[Haskell-cafe] Toy compression algorithms [was: A very edgy language]

Mon Jul 9 16:15:07 EDT 2007

Bulat Ziganshin wrote:
> Hello Andrew,
>
> Sunday, July 8, 2007, 7:07:59 PM, you wrote:
>
> i don't think that ppm is so complex - it's just probability of
> symbol in some context. it's just too slow in naive implementation
>
>   

Oh, sure, the *idea* is simple enough. Trying to actually *implement* it 
correctly is something else... ;-)

(Same statemenst go for arithmetic coding, really.)
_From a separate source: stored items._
// Copyright (c) 2025 Erick Bourgeois, firestoned
// SPDX-License-Identifier: MIT

//! Provisioner-wide configuration.
//!
//! Settings are read once at startup from command-line flags with environment
//! variable fallbacks, validated, and frozen into a [`ProvisionerConfig`] that
//! every component receives at construction time. Nothing reads the
//! environment after startup.
//!
//! | Flag | Environment | Default |
//! |------|-------------|---------|
//! | `--provisioner-name` | `PROVISIONER_NAME` | `nfs-provisioner.io/nfs` |
//! | `--namespace` | `POD_NAMESPACE` | `nfs-provisioner` |
//! | `--server-image` | `NFS_SERVER_IMAGE` | built-in image |
//! | `--default-server-kind` | `DEFAULT_SERVER_KIND` | `kernel` |
//! | `--default-backend-storage-class` | `DEFAULT_BACKEND_STORAGE_CLASS` | none |
//! | `--use-cluster-ip` | `USE_CLUSTER_IP` | `false` |
//! | `--cluster-domain` | `CLUSTER_DOMAIN` | `cluster.local` |
//! | `--node-affinity` | `NODE_AFFINITY` | empty |
//! | `--hooks-config` | `HOOKS_CONFIG` | none |
//! | `--gc-interval-seconds` | `GC_INTERVAL_SECONDS` | `300` |

use crate::affinity::{parse_node_affinity, NodeAffinityRule};
use crate::constants::{
    DEFAULT_CLUSTER_DOMAIN, DEFAULT_GC_INTERVAL_SECS, DEFAULT_NAMESPACE,
    DEFAULT_PROVISIONER_NAME, DEFAULT_SERVER_IMAGE, ERROR_REQUEUE_DURATION_SECS,
};
use crate::errors::ConfigError;
use clap::{ArgAction, Parser};
use serde::{Deserialize, Serialize};
use std::fmt;
use std::path::PathBuf;
use std::str::FromStr;
use std::time::Duration;

/// Kind of NFS server run for a volume.
#[derive(Clone, Copy, Debug, Default, PartialEq, Eq, Serialize, Deserialize)]
#[serde(rename_all = "lowercase")]
pub enum ServerKind {
    /// In-kernel NFS server (the only supported kind)
    #[default]
    Kernel,
}

impl FromStr for ServerKind {
    type Err = ConfigError;

    fn from_str(s: &str) -> Result<Self, Self::Err> {
        match s.trim().to_ascii_lowercase().as_str() {
            "kernel" => Ok(Self::Kernel),
            other => Err(ConfigError::UnsupportedServerKind {
                kind: other.to_string(),
            }),
        }
    }
}

impl fmt::Display for ServerKind {
    fn fmt(&self, f: &mut fmt::Formatter<'_>) -> fmt::Result {
        match self {
            Self::Kernel => f.write_str("kernel"),
        }
    }
}

/// Raw startup settings.
#[derive(Debug, Clone, Parser)]
#[command(name = "nfs-provisioner", version, about = "Per-volume NFS export provisioner")]
pub struct Settings {
    /// Provisioner name matched against `StorageClass.provisioner`
    #[arg(long, env = "PROVISIONER_NAME", default_value = DEFAULT_PROVISIONER_NAME)]
    pub provisioner_name: String,

    /// Namespace holding the backing resources
    #[arg(long, env = "POD_NAMESPACE", default_value = DEFAULT_NAMESPACE)]
    pub namespace: String,

    /// NFS server image
    #[arg(long, env = "NFS_SERVER_IMAGE", default_value = DEFAULT_SERVER_IMAGE)]
    pub server_image: String,

    /// Server kind used when a class does not declare one
    #[arg(long, env = "DEFAULT_SERVER_KIND", default_value = "kernel")]
    pub default_server_kind: String,

    /// Backend storage class used when a class does not declare one
    #[arg(long, env = "DEFAULT_BACKEND_STORAGE_CLASS")]
    pub default_backend_storage_class: Option<String>,

    /// Publish the service cluster IP instead of its DNS name
    #[arg(long, env = "USE_CLUSTER_IP", action = ArgAction::Set, default_value_t = false)]
    pub use_cluster_ip: bool,

    /// Cluster DNS domain
    #[arg(long, env = "CLUSTER_DOMAIN", default_value = DEFAULT_CLUSTER_DOMAIN)]
    pub cluster_domain: String,

    /// Node affinity rules, e.g. `zone:[a,b],kubernetes.io/nfs-node`
    #[arg(long, env = "NODE_AFFINITY", default_value = "")]
    pub node_affinity: String,

    /// Path of the hook document
    #[arg(long, env = "HOOKS_CONFIG")]
    pub hooks_config: Option<PathBuf>,

    /// Seconds between garbage collection sweeps
    #[arg(long, env = "GC_INTERVAL_SECONDS", default_value_t = DEFAULT_GC_INTERVAL_SECS)]
    pub gc_interval_seconds: u64,
}

/// Validated, immutable provisioner configuration.
#[derive(Debug, Clone, PartialEq)]
pub struct ProvisionerConfig {
    pub provisioner_name: String,
    pub namespace: String,
    pub server_image: String,
    pub default_server_kind: ServerKind,
    pub default_backend_storage_class: Option<String>,
    pub use_cluster_ip: bool,
    pub cluster_domain: String,
    pub node_affinity: Vec<NodeAffinityRule>,
    pub hooks_path: Option<PathBuf>,
    pub gc_interval: Duration,
    pub requeue_delay: Duration,
}

impl Default for ProvisionerConfig {
    fn default() -> Self {
        Self {
            provisioner_name: DEFAULT_PROVISIONER_NAME.to_string(),
            namespace: DEFAULT_NAMESPACE.to_string(),
            server_image: DEFAULT_SERVER_IMAGE.to_string(),
            default_server_kind: ServerKind::Kernel,
            default_backend_storage_class: None,
            use_cluster_ip: false,
            cluster_domain: DEFAULT_CLUSTER_DOMAIN.to_string(),
            node_affinity: Vec::new(),
            hooks_path: None,
            gc_interval: Duration::from_secs(DEFAULT_GC_INTERVAL_SECS),
            requeue_delay: Duration::from_secs(ERROR_REQUEUE_DURATION_SECS),
        }
    }
}

impl TryFrom<Settings> for ProvisionerConfig {
    type Error = ConfigError;

    fn try_from(settings: Settings) -> Result<Self, Self::Error> {
        if settings.gc_interval_seconds == 0 {
            return Err(ConfigError::InvalidValue {
                key: "gcIntervalSeconds".to_string(),
                reason: "must be greater than zero".to_string(),
            });
        }

        Ok(Self {
            provisioner_name: settings.provisioner_name,
            namespace: settings.namespace,
            server_image: settings.server_image,
            default_server_kind: settings.default_server_kind.parse()?,
            default_backend_storage_class: settings
                .default_backend_storage_class
                .filter(|class| !class.trim().is_empty()),
            use_cluster_ip: settings.use_cluster_ip,
            cluster_domain: settings.cluster_domain,
            node_affinity: parse_node_affinity(&settings.node_affinity),
            hooks_path: settings.hooks_config,
            gc_interval: Duration::from_secs(settings.gc_interval_seconds),
            ..Self::default()
        })
    }
}

#[cfg(test)]
#[path = "config_tests.rs"]
mod config_tests;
>> (The downside of course is that now we need a Huffman table in the 
>> output - and any rare symbols might end up with rather long codewords.
>> But remember: Huffman *guarantees* 0% compression or higher on the 
>> payload itself. A Huffman-compressed payload can *never* be bigger, only
>> smaller or same size. So long as you can encode the Huffman table 
>> efficiently, you should be fine...)
>>     
>
> the devil in details. just imagine size of huffman table with 64k
> entries :)  huffman encoding is inappropriate for lzw output simply
> because most words will have only a few occurrences and economy on
> their optimal encoding doesn't justify price of their entries in the table
>   

...which is why you need to "encode the Huffman table efficiently", to 
quote myself. ;-)

Using canonical Huffman, you only actually need to know how many bits 
were assigned to each symbol. This information is probably very 
ameanable to RLE. (Which, incidentally, is why I started this whole 
"parser on top of a phaser" crazyness in the first place.) So, yeah, 
there may be 64k symbols - but if only 1k of them are ever *used*... ;-)

>> .ru = Russia?
>>     
>
> of course
>   

My Russian is very rusty. ;-)

>> Oh hey, I think GHC is already pretty smart. But no optimiser can ever
>> hope to cover *every* possible case. And transforming [Bool] -> [Bool]
>> into UArray Word8 ->> UArray Word8 just seems a liiiiittle bit
>> optimistic, methinks. ;-)
>>     
>
> 15 years ago i've written very smart asm program (btw, it was ARJ
> unpacker) with handmade function inlining, loop unrolling, register
> allocation, cpu recognition and so on. now, most of these tricks are
> standard for C compilers. times changes and now it's hard to imagine which
> optimizations will be available 10 years later
>   

Yes, but there are limits to what an optimiser can hope to accomplish.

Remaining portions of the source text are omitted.